PolticIt Radio – She’s One of Us
Why Karianne Lisonbee is running for Congress
Karianne Lisonbee made the decision to run for Congress with a clear message: represent northern Utah faithfully in Washington and protect the values her community holds dear. She emphasized that CD2 is among the most Republican districts in the country and argued that it deserves a representative who will listen, learn, and carry forward conservative priorities.
Her campaign announcement is more than an electoral bid. It is positioned as an extension of 16 years in public service—six years on city council and ten years in the Utah Legislature—paired with a lifetime of local investment. Lisonbee repeatedly notes her long residency in the district: raising six children, building a family life, and remaining actively involved in community decision-making for over three decades.

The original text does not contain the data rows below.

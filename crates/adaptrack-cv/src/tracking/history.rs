//! Rolling window of recent quality scores and target sizes

use crate::bbox::Size2d;
use adaptrack_core::{RingBuffer, Summary};

/// Number of observations kept in the history
pub const HISTORY_SIZE: usize = 10;

/// Recent observations of the tracked object.
///
/// Describes the object rather than the tracker instance, so it survives
/// rebuilds.
#[derive(Debug, Clone, Default, PartialEq)]
pub struct TrackingHistory {
    quality: RingBuffer<f64, HISTORY_SIZE>,
    sizes: RingBuffer<Size2d, HISTORY_SIZE>,
}

impl TrackingHistory {
    pub fn new() -> Self {
        Self::default()
    }

    /// Append one observation, evicting the oldest when full
    pub fn record(&mut self, quality: f64, size: Size2d) {
        self.quality.push(quality);
        self.sizes.push(size);
    }

    pub fn len(&self) -> usize {
        self.sizes.len()
    }

    pub fn is_empty(&self) -> bool {
        self.sizes.is_empty()
    }

    pub fn capacity(&self) -> usize {
        HISTORY_SIZE
    }

    /// Mean quality, 0.0 when empty
    pub fn average_quality(&self) -> f64 {
        Summary::from_values(self.quality.iter()).mean
    }

    /// Per-axis mean size, zero when empty
    pub fn average_size(&self) -> Size2d {
        if self.sizes.is_empty() {
            return Size2d::default();
        }

        let width = Summary::from_values(self.sizes.iter().map(|s| s.width)).mean;
        let height = Summary::from_values(self.sizes.iter().map(|s| s.height)).mean;
        Size2d::new(width, height)
    }

    /// Area of the average size
    pub fn average_area(&self) -> f64 {
        self.average_size().area()
    }

    pub fn quality_summary(&self) -> Summary {
        Summary::from_values(self.quality.iter())
    }

    /// Quality scores, oldest first
    pub fn qualities(&self) -> impl Iterator<Item = f64> + '_ {
        self.quality.iter()
    }

    /// Target sizes, oldest first
    pub fn sizes(&self) -> impl Iterator<Item = Size2d> + '_ {
        self.sizes.iter()
    }
}
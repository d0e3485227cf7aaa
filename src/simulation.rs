//! Synthetic scene and a threshold-based blob tracker backend

use adaptrack_cv::{
    traits::{TrackerFactory, VisualTracker},
    Rect2d, TrackerParams, TrackingStats,
};
use anyhow::{bail, Result};
use image::{GrayImage, Luma};
use rand::{rngs::StdRng, Rng, SeedableRng};

const BACKGROUND_LEVEL: u8 = 30;
const TARGET_LEVEL: u8 = 200;
/// Minimum mean intensity gap between target and surroundings at init
const MIN_CONTRAST: f64 = 40.0;

/// A bright rectangle drifting and growing over a noisy background
pub struct SyntheticScene {
    width: u32,
    height: u32,
    target: Rect2d,
    velocity: (f64, f64),
    growth: f64,
    noise: u8,
    occluded: bool,
    rng: StdRng,
}

impl SyntheticScene {
    pub fn new(width: u32, height: u32, target: Rect2d, seed: u64) -> Self {
        Self {
            width,
            height,
            target,
            velocity: (0.0, 0.0),
            growth: 1.0,
            noise: 20,
            occluded: false,
            rng: StdRng::seed_from_u64(seed),
        }
    }

    pub fn with_motion(mut self, vx: f64, vy: f64) -> Self {
        self.velocity = (vx, vy);
        self
    }

    /// Per-frame scale factor applied to both sides
    pub fn with_growth(mut self, growth: f64) -> Self {
        self.growth = growth;
        self
    }

    pub fn target(&self) -> Rect2d {
        self.target
    }

    /// Hide the target (drawn as background) until called again with false
    pub fn set_occluded(&mut self, occluded: bool) {
        self.occluded = occluded;
    }

    /// Sudden scale change around the target center, like a camera zoom
    pub fn zoom(&mut self, factor: f64) {
        self.target = self.target.scaled(factor);
        self.keep_inside();
    }

    pub fn next_frame(&mut self) -> GrayImage {
        self.advance();
        self.render()
    }

    pub fn render(&mut self) -> GrayImage {
        let target = self.target;
        let occluded = self.occluded;
        let noise = self.noise;
        let rng = &mut self.rng;

        GrayImage::from_fn(self.width, self.height, |x, y| {
            let (fx, fy) = (x as f64, y as f64);
            let inside = fx >= target.x
                && fx < target.x + target.width
                && fy >= target.y
                && fy < target.y + target.height;

            let base = if inside && !occluded {
                TARGET_LEVEL
            } else {
                BACKGROUND_LEVEL
            };
            Luma([base.saturating_add(rng.gen_range(0..=noise))])
        })
    }

    fn advance(&mut self) {
        let max_width = self.width as f64 / 2.0;
        let max_height = self.height as f64 / 2.0;
        if self.target.width * self.growth < max_width
            && self.target.height * self.growth < max_height
        {
            self.target = self.target.scaled(self.growth);
        }

        self.target.x += self.velocity.0;
        self.target.y += self.velocity.1;

        if self.target.x < 0.0 || self.target.x + self.target.width > self.width as f64 {
            self.velocity.0 = -self.velocity.0;
        }
        if self.target.y < 0.0 || self.target.y + self.target.height > self.height as f64 {
            self.velocity.1 = -self.velocity.1;
        }
        self.keep_inside();
    }

    fn keep_inside(&mut self) {
        let width = self.width as f64;
        let height = self.height as f64;
        self.target.width = self.target.width.min(width);
        self.target.height = self.target.height.min(height);
        self.target.x = self.target.x.clamp(0.0, width - self.target.width);
        self.target.y = self.target.y.clamp(0.0, height - self.target.height);
    }
}

/// Locates the brightest blob inside a padded window around the last box.
///
/// Quality is the fill ratio of the found box weighted by contrast.
pub struct BlobTracker {
    padding: f64,
    lost_threshold: f64,
    bbox: Rect2d,
    threshold: f64,
    contrast: f64,
    raw_quality: f64,
    qualities: Vec<f64>,
    total_frames: u64,
}

impl BlobTracker {
    pub fn new(params: &TrackerParams) -> Self {
        Self {
            padding: params.padding as f64,
            lost_threshold: params.psr_threshold as f64,
            bbox: Rect2d::default(),
            threshold: 0.0,
            contrast: 0.0,
            raw_quality: 0.0,
            qualities: Vec::new(),
            total_frames: 0,
        }
    }

    fn window(&self, frame: &GrayImage) -> (u32, u32, u32, u32) {
        let window = self.bbox.scaled(1.0 + self.padding);
        let x0 = window.x.max(0.0) as u32;
        let y0 = window.y.max(0.0) as u32;
        let x1 = ((window.x + window.width).ceil().max(0.0) as u32).min(frame.width());
        let y1 = ((window.y + window.height).ceil().max(0.0) as u32).min(frame.height());
        (x0, y0, x1, y1)
    }
}

fn mean_intensity(frame: &GrayImage, rect: &Rect2d) -> Option<f64> {
    let x0 = rect.x.max(0.0) as u32;
    let y0 = rect.y.max(0.0) as u32;
    let x1 = ((rect.x + rect.width).max(0.0) as u32).min(frame.width());
    let y1 = ((rect.y + rect.height).max(0.0) as u32).min(frame.height());

    let mut total = 0.0;
    let mut count = 0u64;
    for y in y0..y1 {
        for x in x0..x1 {
            total += frame.get_pixel(x, y)[0] as f64;
            count += 1;
        }
    }

    (count > 0).then(|| total / count as f64)
}

impl VisualTracker for BlobTracker {
    type Frame = GrayImage;

    fn init(&mut self, frame: &GrayImage, bbox: &Rect2d) -> Result<()> {
        if bbox.is_empty() {
            bail!("empty initial box");
        }

        let Some(inside) = mean_intensity(frame, bbox) else {
            bail!("initial box lies outside the frame");
        };
        let surround = mean_intensity(frame, &bbox.scaled(1.0 + self.padding)).unwrap_or(inside);
        if inside - surround < MIN_CONTRAST {
            bail!(
                "target not distinguishable from background (contrast {:.1})",
                inside - surround
            );
        }

        self.bbox = *bbox;
        self.contrast = inside - surround;
        self.threshold = surround + self.contrast / 2.0;
        Ok(())
    }

    fn update(&mut self, frame: &GrayImage) -> Result<Rect2d> {
        self.total_frames += 1;
        let (x0, y0, x1, y1) = self.window(frame);

        let mut count = 0u64;
        let (mut min_x, mut min_y, mut max_x, mut max_y) = (u32::MAX, u32::MAX, 0, 0);
        for y in y0..y1 {
            for x in x0..x1 {
                if frame.get_pixel(x, y)[0] as f64 > self.threshold {
                    count += 1;
                    min_x = min_x.min(x);
                    min_y = min_y.min(y);
                    max_x = max_x.max(x);
                    max_y = max_y.max(y);
                }
            }
        }

        if count == 0 {
            self.raw_quality = 0.0;
            bail!("target not found in search window");
        }

        let found = Rect2d::new(
            min_x as f64,
            min_y as f64,
            (max_x - min_x + 1) as f64,
            (max_y - min_y + 1) as f64,
        );
        let fill = count as f64 / found.area();

        self.bbox = found;
        self.raw_quality = fill * (self.contrast / 255.0);
        self.qualities.push(self.raw_quality);
        Ok(found)
    }

    fn raw_quality(&self) -> f64 {
        self.raw_quality
    }

    fn quality_score(&self) -> f64 {
        self.raw_quality.clamp(0.0, 1.0)
    }

    fn is_target_lost(&self) -> bool {
        self.raw_quality < self.lost_threshold
    }

    fn statistics(&self) -> TrackingStats {
        TrackingStats::from_qualities(
            self.raw_quality,
            self.qualities.iter().copied(),
            self.total_frames,
        )
    }
}

/// Builds [`BlobTracker`] instances
pub struct BlobTrackerFactory;

impl TrackerFactory for BlobTrackerFactory {
    type Tracker = BlobTracker;

    fn create(&self, params: &TrackerParams) -> Result<BlobTracker> {
        if params.padding < 0.0 {
            bail!("padding must be non-negative, got {}", params.padding);
        }
        Ok(BlobTracker::new(params))
    }
}
//! Reinitialization decision
//!
//! Checked once per successful frame, in order: cooldown gate, quality
//! trigger, size-drift trigger. The low-quality counter is maintained by the
//! controller; this module only reads it.

use super::config::AdaptiveConfig;
use super::state::{ReinitReason, TrackingState};
use crate::bbox::Rect2d;

/// Decide whether the tracker must be rebuilt, and why
pub fn evaluate(
    current_bbox: &Rect2d,
    state: &TrackingState,
    config: &AdaptiveConfig,
) -> Option<ReinitReason> {
    if state.frames_since_reinit < config.reinit_cooldown_frames {
        return None;
    }

    if config.enable_quality_monitoring
        && state.consecutive_low_quality >= config.consecutive_low_quality_limit
    {
        return Some(ReinitReason::LowQuality {
            consecutive: state.consecutive_low_quality,
        });
    }

    if config.enable_size_adaptation {
        if let Some(change) = size_change(current_bbox, state) {
            if change > config.size_change_threshold {
                return Some(ReinitReason::SizeDrift { change });
            }
        }
    }

    None
}

pub fn should_reinitialize(
    current_bbox: &Rect2d,
    state: &TrackingState,
    config: &AdaptiveConfig,
) -> bool {
    evaluate(current_bbox, state, config).is_some()
}

/// Fractional change of the current area against the historical average.
/// `None` when there is no usable average to compare against.
pub fn size_change(current_bbox: &Rect2d, state: &TrackingState) -> Option<f64> {
    if state.history.is_empty() {
        return None;
    }

    let average_area = state.history.average_area();
    if !average_area.is_finite() || average_area <= f64::EPSILON {
        return None;
    }

    Some((current_bbox.area() - average_area).abs() / average_area)
}
//! Bounding box and size primitives
//!
//! Floating-point rectangles as reported by single-object trackers.

use serde::{Deserialize, Serialize};

/// Width and height of a target
#[derive(Debug, Clone, Copy, Default, PartialEq, Serialize, Deserialize)]
pub struct Size2d {
    pub width: f64,
    pub height: f64,
}

impl Size2d {
    pub fn new(width: f64, height: f64) -> Self {
        Self { width, height }
    }

    pub fn area(&self) -> f64 {
        self.width * self.height
    }
}

/// Axis-aligned bounding box with sub-pixel precision
#[derive(Debug, Clone, Copy, Default, PartialEq, Serialize, Deserialize)]
pub struct Rect2d {
    pub x: f64,
    pub y: f64,
    pub width: f64,
    pub height: f64,
}

/// Integer rectangle, truncated from a [`Rect2d`]
#[derive(Debug, Clone, Copy, Default, PartialEq, Eq, Serialize, Deserialize)]
pub struct PixelRect {
    pub x: i32,
    pub y: i32,
    pub width: i32,
    pub height: i32,
}

impl Rect2d {
    /// Create a new bounding box
    pub fn new(x: f64, y: f64, width: f64, height: f64) -> Self {
        Self {
            x,
            y,
            width,
            height,
        }
    }

    /// Calculate area of the bounding box
    pub fn area(&self) -> f64 {
        self.width * self.height
    }

    pub fn size(&self) -> Size2d {
        Size2d::new(self.width, self.height)
    }

    /// Calculate center point
    pub fn center(&self) -> (f64, f64) {
        (self.x + self.width / 2.0, self.y + self.height / 2.0)
    }

    /// True when the box covers no area
    pub fn is_empty(&self) -> bool {
        self.width <= 0.0 || self.height <= 0.0
    }

    /// Calculate intersection over union (IoU) with another box
    pub fn iou(&self, other: &Rect2d) -> f64 {
        let x1 = self.x.max(other.x);
        let y1 = self.y.max(other.y);
        let x2 = (self.x + self.width).min(other.x + other.width);
        let y2 = (self.y + self.height).min(other.y + other.height);

        if x2 <= x1 || y2 <= y1 {
            return 0.0;
        }

        let intersection = (x2 - x1) * (y2 - y1);
        let union = self.area() + other.area() - intersection;

        intersection / union
    }

    /// Grow the box around its center by `factor` on each axis
    pub fn scaled(&self, factor: f64) -> Self {
        let (cx, cy) = self.center();
        let width = self.width * factor;
        let height = self.height * factor;
        Self::new(cx - width / 2.0, cy - height / 2.0, width, height)
    }

    /// Truncate to an integer rectangle
    pub fn to_pixel_rect(&self) -> PixelRect {
        PixelRect {
            x: self.x as i32,
            y: self.y as i32,
            width: self.width as i32,
            height: self.height as i32,
        }
    }
}

impl From<PixelRect> for Rect2d {
    fn from(rect: PixelRect) -> Self {
        Self::new(
            rect.x as f64,
            rect.y as f64,
            rect.width as f64,
            rect.height as f64,
        )
    }
}

#[cfg(test)]
mod tests {
    use super::*;

    #[test]
    fn test_rect_area_and_size() {
        let rect = Rect2d::new(100.0, 100.0, 200.0, 150.0);
        assert_eq!(rect.area(), 30_000.0);
        assert_eq!(rect.size(), Size2d::new(200.0, 150.0));
        assert_eq!(rect.center(), (200.0, 175.0));
    }

    #[test]
    fn test_rect_iou() {
        let box1 = Rect2d::new(0.0, 0.0, 10.0, 10.0);
        let box2 = Rect2d::new(5.0, 5.0, 10.0, 10.0);

        let iou = box1.iou(&box2);
        assert!(iou > 0.0 && iou < 1.0);
        assert_eq!(box1.iou(&Rect2d::new(50.0, 50.0, 5.0, 5.0)), 0.0);
    }

    #[test]
    fn test_pixel_rect_truncates() {
        let rect = Rect2d::new(10.7, 3.2, 20.9, 8.5);
        assert_eq!(
            rect.to_pixel_rect(),
            PixelRect {
                x: 10,
                y: 3,
                width: 20,
                height: 8
            }
        );
    }

    #[test]
    fn test_scaled_keeps_center() {
        let rect = Rect2d::new(10.0, 10.0, 20.0, 10.0);
        let grown = rect.scaled(2.0);
        assert_eq!(grown.center(), rect.center());
        assert_eq!(grown.area(), rect.area() * 4.0);
    }
}
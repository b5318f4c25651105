//! Image loading and input enumeration
//!
//! Decodes image files with the `image` crate and converts them to OpenCV
//! Mats in BGR format for consistent downstream processing. Directory inputs
//! expand to every file matching the supported extension set, in sorted
//! order, so batch runs are deterministic.

use crate::error::{InspectionError, Result};
use opencv::core::Mat;
use opencv::prelude::*;
use std::fs;
use std::path::{Path, PathBuf};

/// File extensions accepted as batch input
pub const IMAGE_EXTENSIONS: &[&str] = &["jpg", "jpeg", "png", "bmp", "tif", "tiff", "webp"];

/// Check if a file extension is supported
pub fn is_supported_extension(ext: &str) -> bool {
    let ext_lower = ext.to_lowercase();
    IMAGE_EXTENSIONS.contains(&ext_lower.as_str())
}

/// Expand an input path into the list of images to process.
///
/// A file path yields a single-element list; a directory yields every file
/// with a supported extension, sorted by path. Anything else is rejected.
pub fn list_images(input_path: &Path) -> Result<Vec<PathBuf>> {
    if input_path.is_file() {
        return Ok(vec![input_path.to_path_buf()]);
    }

    if !input_path.is_dir() {
        return Err(InspectionError::invalid_input(format!(
            "input path does not exist: {}",
            input_path.display()
        )));
    }

    let entries = fs::read_dir(input_path).map_err(|e| {
        InspectionError::invalid_input(format!(
            "cannot read directory {}: {}",
            input_path.display(),
            e
        ))
    })?;

    let mut files = Vec::new();
    for entry in entries {
        let entry = entry.map_err(|e| {
            InspectionError::invalid_input(format!(
                "cannot read directory entry in {}: {}",
                input_path.display(),
                e
            ))
        })?;
        let path = entry.path();
        if !path.is_file() {
            continue;
        }
        let supported = path
            .extension()
            .and_then(|ext| ext.to_str())
            .is_some_and(is_supported_extension);
        if supported {
            files.push(path);
        }
    }

    files.sort();
    Ok(files)
}

/// Load an image from disk and convert to an OpenCV Mat (BGR format).
///
/// # Errors
///
/// Returns [`InspectionError::ImageLoad`] if the file cannot be opened or
/// decoded.
pub fn load_image_bgr(path: &Path) -> Result<Mat> {
    use image::ImageReader;

    let reader = ImageReader::open(path).map_err(|e| {
        InspectionError::image_load(format!("failed to open image file: {}", path.display()), e)
    })?;

    let img = reader.decode().map_err(|e| {
        InspectionError::image_load(format!("failed to decode image: {}", path.display()), e)
    })?;

    let rgb = img.to_rgb8();
    let (width, height) = rgb.dimensions();
    if width == 0 || height == 0 {
        return Err(InspectionError::ImageLoad {
            message: format!("image has zero dimension: {}", path.display()),
            source: None,
        });
    }

    rgb_to_bgr_mat(&rgb.into_raw(), width as i32, height as i32)
}

/// Convert an interleaved RGB byte buffer to an OpenCV BGR Mat
fn rgb_to_bgr_mat(rgb_data: &[u8], width: i32, height: i32) -> Result<Mat> {
    let mut bgr = rgb_data.to_vec();
    for px in bgr.chunks_exact_mut(3) {
        px.swap(0, 2);
    }

    let flat = Mat::from_slice(&bgr)
        .map_err(|e| InspectionError::opencv("Mat creation from buffer", e))?;
    let shaped = flat
        .reshape(3, height)
        .map_err(|e| InspectionError::opencv("Mat reshape", e))?;
    debug_assert_eq!(shaped.cols(), width);
    shaped
        .try_clone()
        .map_err(|e| InspectionError::opencv("Mat clone", e))
}

#[cfg(test)]
mod tests {
    use super::*;
    use opencv::core::Vec3b;

    #[test]
    fn test_supported_extensions() {
        assert!(is_supported_extension("jpg"));
        assert!(is_supported_extension("JPEG"));
        assert!(is_supported_extension("png"));
        assert!(is_supported_extension("TIF"));
        assert!(is_supported_extension("webp"));
        assert!(!is_supported_extension("heic"));
        assert!(!is_supported_extension("txt"));
    }

    #[test]
    fn test_list_images_rejects_missing_path() {
        let result = list_images(Path::new("definitely/not/a/real/path"));
        assert!(matches!(
            result,
            Err(InspectionError::InvalidInput { .. })
        ));
    }

    #[test]
    fn test_rgb_to_bgr_conversion() {
        // 2x2 image: red, green, blue, white
        let rgb_data = vec![
            255, 0, 0, // red
            0, 255, 0, // green
            0, 0, 255, // blue
            255, 255, 255, // white
        ];

        let mat = rgb_to_bgr_mat(&rgb_data, 2, 2).unwrap();
        assert_eq!(mat.rows(), 2);
        assert_eq!(mat.cols(), 2);

        let px: &Vec3b = mat.at_2d(0, 0).unwrap();
        assert_eq!((px[0], px[1], px[2]), (0, 0, 255)); // B, G, R

        let px: &Vec3b = mat.at_2d(0, 1).unwrap();
        assert_eq!((px[0], px[1], px[2]), (0, 255, 0));

        let px: &Vec3b = mat.at_2d(1, 0).unwrap();
        assert_eq!((px[0], px[1], px[2]), (255, 0, 0));

        let px: &Vec3b = mat.at_2d(1, 1).unwrap();
        assert_eq!((px[0], px[1], px[2]), (255, 255, 255));
    }
}
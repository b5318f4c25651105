//! Batch CLI for scan_treads with JSON configuration
//!
//! Processes every image under the configured input path, writes the
//! aggregate JSON report plus one visualization per image, and prints a
//! run summary.

use scan_treads::{run_batch, PipelineConfig, RunSummary};
use std::{env, fs, path::Path, process};

fn main() {
    env_logger::init();

    let args: Vec<String> = env::args().collect();

    if args.len() < 2 {
        print_help(&args[0]);
        process::exit(1);
    }

    let config_path = Path::new(&args[1]);
    if !config_path.exists() {
        eprintln!("Error: Config file '{}' does not exist", config_path.display());
        process::exit(1);
    }

    let config = match PipelineConfig::from_json_file(config_path) {
        Ok(config) => config,
        Err(e) => {
            eprintln!("Error loading config file: {}", e);
            process::exit(1);
        }
    };

    eprintln!("Loaded configuration from {}", config_path.display());
    eprintln!("Input path: {}", config.input_path.display());
    eprintln!("Output path: {}", config.output_path.display());
    eprintln!();

    if let Err(e) = fs::create_dir_all(&config.output_path) {
        eprintln!("Error creating output directory: {}", e);
        process::exit(1);
    }
    let visual_dir = config.output_path.join("visual");

    let records = match run_batch(&config.input_path, &visual_dir, &config) {
        Ok(records) => records,
        Err(e) => {
            eprintln!("Error enumerating input: {}", e);
            process::exit(1);
        }
    };

    if records.is_empty() {
        eprintln!("No image files found in {}", config.input_path.display());
        process::exit(1);
    }

    let json_path = config.output_path.join("results.json");
    match serde_json::to_string_pretty(&records) {
        Ok(json) => {
            if let Err(e) = fs::write(&json_path, json) {
                eprintln!("Error writing report: {}", e);
                process::exit(1);
            }
        }
        Err(e) => {
            eprintln!("Error serializing report: {}", e);
            process::exit(1);
        }
    }

    let summary = RunSummary::from_records(&records);

    eprintln!();
    eprintln!("***********************************");
    eprintln!("Total_image: {}", summary.total_images);
    eprintln!("===================================");
    for record in &records {
        eprintln!("File: {}", record.file_name());
        match record.error() {
            Some(error) => eprintln!("Error: {}", error),
            None => {
                let (passed, failed) = record.decision_counts();
                eprintln!("Passed_item: {}", passed);
                eprintln!("Failed_item: {}", failed);
            }
        }
        eprintln!("===================================");
    }
    eprintln!("Total_passed: {}", summary.total_passed);
    eprintln!("Total_failed: {}", summary.total_failed);
    eprintln!("JSON saved: {}", json_path.display());
    eprintln!("Visual saved: {}", visual_dir.display());
    eprintln!("***********************************");
    eprintln!();

    if summary.failed_images > 0 {
        process::exit(1);
    }
}

fn print_help(program_name: &str) {
    eprintln!("Usage: {} <config.json>", program_name);
    eprintln!();
    eprintln!("Batch inspect tire tread pattern images using a JSON configuration.");
    eprintln!();
    eprintln!("Arguments:");
    eprintln!("  config.json    JSON file containing the pipeline configuration,");
    eprintln!("                 including input_path and output_path");
    eprintln!();
    eprintln!("Environment:");
    eprintln!("  RUST_LOG=info  Print per-image progress while processing");
    eprintln!();
    eprintln!("Examples:");
    eprintln!("  {} run_config.json", program_name);
    eprintln!("  RUST_LOG=info {} run_config.json", program_name);
}
//! Quality metrics over an extracted tread region
//!
//! Land-sea ratio estimation and mirror-symmetry scoring. Both consume the
//! region produced by detection and are independent of each other.

pub mod land_sea;
pub mod symmetry;

pub use land_sea::{compute_land_sea_ratio, filter_by_land_sea_ratio, LandSeaDecision, LandSeaResult};
pub use symmetry::{symmetry_pass, symmetry_score_mirror, SymmetryDecision, SymmetryResult};
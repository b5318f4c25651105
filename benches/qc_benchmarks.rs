use criterion::{black_box, criterion_group, criterion_main, Criterion};
use opencv::{
    core::{Mat, Rect, Scalar, CV_8UC3},
    imgproc,
};
use scan_treads::analysis::symmetry_score_mirror;
use scan_treads::detection::CenterlineLocator;
use scan_treads::{pipeline, PipelineConfig};

/// 400x200 tread-like region with four grooves.
fn sample_region() -> Mat {
    let mut img =
        Mat::new_rows_cols_with_default(200, 400, CV_8UC3, Scalar::all(255.0)).unwrap();
    for cx in [80, 160, 240, 320] {
        imgproc::rectangle(
            &mut img,
            Rect::new(cx - 5, 0, 11, 200),
            Scalar::all(20.0),
            -1,
            imgproc::LINE_8,
            0,
        )
        .unwrap();
    }
    img
}

fn benchmark_centerline(c: &mut Criterion) {
    let config = PipelineConfig::default();
    let locator = CenterlineLocator::new(&config.centerline, &config.land_sea);
    let region = sample_region();

    c.bench_function("centerline_locate_400x200", |b| {
        b.iter(|| locator.locate(black_box(&region)).unwrap())
    });
}

fn benchmark_symmetry(c: &mut Criterion) {
    let region = sample_region();

    c.bench_function("symmetry_score_shift20_400x200", |b| {
        b.iter(|| symmetry_score_mirror(black_box(&region), 200, 20).unwrap())
    });
}

fn benchmark_full_inspection(c: &mut Criterion) {
    let mut config = PipelineConfig::default();
    config.crop.enabled = false;
    let region = sample_region();

    c.bench_function("inspect_mat_full_frame_400x200", |b| {
        b.iter(|| pipeline::inspect_mat(black_box(&region), &config).unwrap())
    });
}

criterion_group!(
    benches,
    benchmark_centerline,
    benchmark_symmetry,
    benchmark_full_inspection
);
criterion_main!(benches);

From homeschooling to public office: the story behind the candidate
Lisonbee’s path into elected office was not planned from the outset. After attending Brigham Young University she married and focused on raising her family. She homeschooled all six children from kindergarten through 12th grade and describes that period as foundational and fulfilling. Drawing on a historic concept sometimes called “Republican motherhood”, she framed the work of raising civically minded children as a form of civic contribution in itself.
Her entry into public life began organically. A neighbor invited her to run for city council after noticing her frequent attendance at meetings and the civic blog posts she wrote about local governance. She won that seat, won re-election, and was later asked to run for the state legislature. Once inside the lawmaking process she found policy work “fascinating and fulfilling”, a sentiment that has driven her legislative priorities ever since.
What her record reveals: practical conservatism in state lawmaking
Lisonbee’s legislative tenure has been defined by a handful of high-impact, ideologically coherent policy areas: pro-life advocacy, Second Amendment protections, and criminal justice reforms. Across all three she emphasizes practical problem solving, often using narrowly tailored bills to change procedures, create new enforcement mechanisms, or fill gaps in the legal system.
Pro-life policies with targeted protections
Among Lisonbee’s earliest and most visible initiatives was the Down Syndrome Non-discrimination Abortion Act. The purpose of that legislation was straightforward: prevent abortions sought solely on the basis of a prenatal diagnosis of Down syndrome. The bill combined moral and practical reasoning—highlighting the dignity of individuals with Down syndrome and addressing diagnostic realities that can produce false positives without expensive confirmatory testing.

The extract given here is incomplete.